Fighting can be tiring, energy-sapping. But it can also be invigorating, life-affirming. Not fighting is invariably depressing, because it usually indicates that we have given up. I’ve yet to meet a person with a disability who hasn’t had to fight for something.
We have to fight for things we need, fight prejudice, fight for equality, for recognition, fight family and friends even. Is it so terrible, all this fighting? Some relatives were just made for fighting with after all...
Or is fighting a worthwhile, inspirational even, pastime? I once met a community of artists in Berlin when travelling with a boyfriend just after the Wall came down. We found a squat and although it was achingly hip, there was a decided air of aimlessness about the place. One of the artists revealed, through a haze of joss sticks and other smoke: “Before, we had something to fight, to react against, it was what drove us. But now...”
It's not that the Wall coming down was a bad thing. Of course not. It's just that at that time, and for a good while afterwards I suspect, these artists were in a kind of creative limbo. I’m sure they went on to find new inspiration, new fights to be had, but thinking of them now I wonder how they view ‘the bad old days’.
For us, the one in seven, the bad old days are still very current and it’ll perhaps take something similarly seismic to produce the shift in understanding of disability that we all crave. Only we don’t have an icon of oppression to galvanise us. Our Wall is invisible. We push against it. Sometimes it gives a little. But then it gets patched up with more bureaucracy and more prejudice.
Here’s some rubble at the top of my road:
Nothing remarkable in that you might say. But to me? Well, I’ve half a mind to start bagging it up and selling chunks of it, because it represents a small, but important, victory.
A year ago I wrote to my local council asking them to sort out all manner of issues in my neighbourhood to do with the simple act of Getting Around.

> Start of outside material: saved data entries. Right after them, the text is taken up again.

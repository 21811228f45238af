// Per-kind strategies for the file mapper
//
// Each strategy answers two questions about an introspected class: does it
// belong to the kind, and what kind-specific metadata does it carry.

mod command;
mod domain;
mod events;
mod guards;
mod http;
mod model;
mod queue;

pub use command::CommandStrategy;
pub use domain::{ActionStrategy, ServiceStrategy};
pub use events::{EventStrategy, ListenerStrategy, ObserverStrategy};
pub use guards::{PolicyStrategy, RuleStrategy};
pub use http::{ControllerStrategy, MiddlewareStrategy, RequestStrategy, ResourceStrategy};
pub use model::ModelStrategy;
pub use queue::{JobStrategy, NotificationStrategy};

use crate::analysis::component::ComponentKind;
use crate::analysis::discovery::{FileMapper, Mapper};
use crate::analysis::routes::RouteMapper;
use crate::parser::{short_name, PhpClass};

/// The mapper producing components of `kind`
pub fn mapper_for(kind: ComponentKind) -> Box<dyn Mapper> {
    match kind {
        ComponentKind::Route => Box::new(RouteMapper::new()),
        ComponentKind::Model => Box::new(FileMapper::new(ModelStrategy)),
        ComponentKind::Controller => Box::new(FileMapper::new(ControllerStrategy)),
        ComponentKind::Command => Box::new(FileMapper::new(CommandStrategy)),
        ComponentKind::Job => Box::new(FileMapper::new(JobStrategy)),
        ComponentKind::Event => Box::new(FileMapper::new(EventStrategy)),
        ComponentKind::Listener => Box::new(FileMapper::new(ListenerStrategy)),
        ComponentKind::Observer => Box::new(FileMapper::new(ObserverStrategy)),
        ComponentKind::Policy => Box::new(FileMapper::new(PolicyStrategy)),
        ComponentKind::Rule => Box::new(FileMapper::new(RuleStrategy)),
        ComponentKind::Middleware => Box::new(FileMapper::new(MiddlewareStrategy)),
        ComponentKind::Request => Box::new(FileMapper::new(RequestStrategy)),
        ComponentKind::Resource => Box::new(FileMapper::new(ResourceStrategy)),
        ComponentKind::Notification => Box::new(FileMapper::new(NotificationStrategy)),
        ComponentKind::Service => Box::new(FileMapper::new(ServiceStrategy)),
        ComponentKind::Action => Box::new(FileMapper::new(ActionStrategy)),
    }
}

const BUILTIN_TYPES: [&str; 16] = [
    "int", "float", "string", "bool", "array", "mixed", "callable", "iterable", "object", "self",
    "static", "null", "false", "true", "void", "never",
];

/// Fully-qualified class types injected through the constructor
pub(crate) fn dependencies(class: &PhpClass) -> Vec<String> {
    let mut out = Vec::new();
    let Some(constructor) = class.constructor() else {
        return out;
    };
    for param in &constructor.parameters {
        let Some(hint) = param.bare_type() else { continue };
        for part in hint.split(['|', '&']) {
            let part = part.trim();
            if part.is_empty() || BUILTIN_TYPES.contains(&part.to_ascii_lowercase().as_str()) {
                continue;
            }
            let resolved = class.resolve(part);
            if !out.contains(&resolved) {
                out.push(resolved);
            }
        }
    }
    out
}

pub(crate) fn method_names(class: &PhpClass) -> impl Iterator<Item = &str> {
    class.methods.iter().map(|m| m.name.as_str())
}

/// `OrderObserver` -> `App\Models\Order` under the given namespace
pub(crate) fn conventional_model(class: &PhpClass, suffix: &str, models_namespace: &str) -> Option<String> {
    let base = short_name(&class.name).strip_suffix(suffix)?;
    if base.is_empty() {
        return None;
    }
    Some(format!("{}\\{}", models_namespace.trim_matches('\\'), base))
}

Not so simple, you see, when you have pavement like the surface of the moon to navigate on the way home from school. Or a crossroads so dangerous that your son has to literally stick his neck out into the traffic to see you safely across on your mobility scooter. Then there’s the small, but not insignificant, matter of reaching your own front door.
And this is where the rubble comes in. Until Monday (oh happy coincidence for BADD posting!) I had to take a long and perilous route home, crossing yet more dangerous junctions. Just to reach my front door. A ‘friend’ (make that mother of one of the kids my son goes to school with) once stopped me on my way back home and said: “ Where are you going? I thought you lived that way.” To which I replied, “ I do, but there are no drop kerbs.” She looked at me, looked at my scooter, muttered something about a petition and of course, I heard nothing more about it.
Last week this arrived.
Finally. My NHS wheelchair. It arrived after a three year wait, and the intervention of my MP, a solicitor, then a barrister and finally an impending Judicial Review. Threaten a JR, and it’s amazing what happens. They didn’t want me setting a legal precedent you see. We can’t have everyone locally demonstrating they have a legitimate need for a wheelchair, can we? Though the beauty of this oh so sweet victory is that yes, actually, they can. And they will. And the narrow and hopelessly nonsensical selection criteria which initially blocked me altogether from qualifying for an NHS wheelchair has now got to be changed. Because in the end, I did qualify.
Anyway, not wanting to damage my shiny new power chair, all the more precious for being three years in the waiting, I wrote to my MP. For about the millionth time.
Great chair, thanks, but please help me get my pavements fixed, can’t get about very well, etc etc.
And, gawd bless her no matter how many homes she has, she wrote immediately to Highways. And then, incredibly, Monday happened.
Drop kerbs. To go with my recently achieved H marks at the aforementioned nightmare crossroads: (H marks stop dangerous parking). Now all I need is the pavement resurfacing. Then I’ll be able to get about without excessive and unnecessary restrictions on my movements.
After many years of fighting for disability benefits, for alterations in my home, for basic equipment, for the right to use it unimpeded, I’m almost at the point of not having to fight.
So now what?
There is, of course, the conscious decision not to fight. Which sounds all very Zen and tranquil, but to me also somewhat tranquillised. I’m a big fan of meditation, don’t get me wrong. In fact without meditation I’m sure my internal generator would have blown a gasket years ago. And there are people out there who seem to live without fighting. But I sometimes wonder what drives them. Peace? Surely not. In any case, it's not for me.
Simone de Beauvoir wrote:
“One’s life has value so long as one attributes value to the life of others, by means of love, friendship, indignation and compassion.”
It’s the indignation bit I like.
Have you ever had someone fight your corner, rage on your behalf when perhaps you don't feel like raging yourself? That feels good. And then, when you do recover some fight nothing, surely, nothing is so life-affirming as fighting for someone else, fighting for the truth.
Love and friendship and all that fluffy stuff is all very well, but today (if not every day) I say "Spread a little indignation."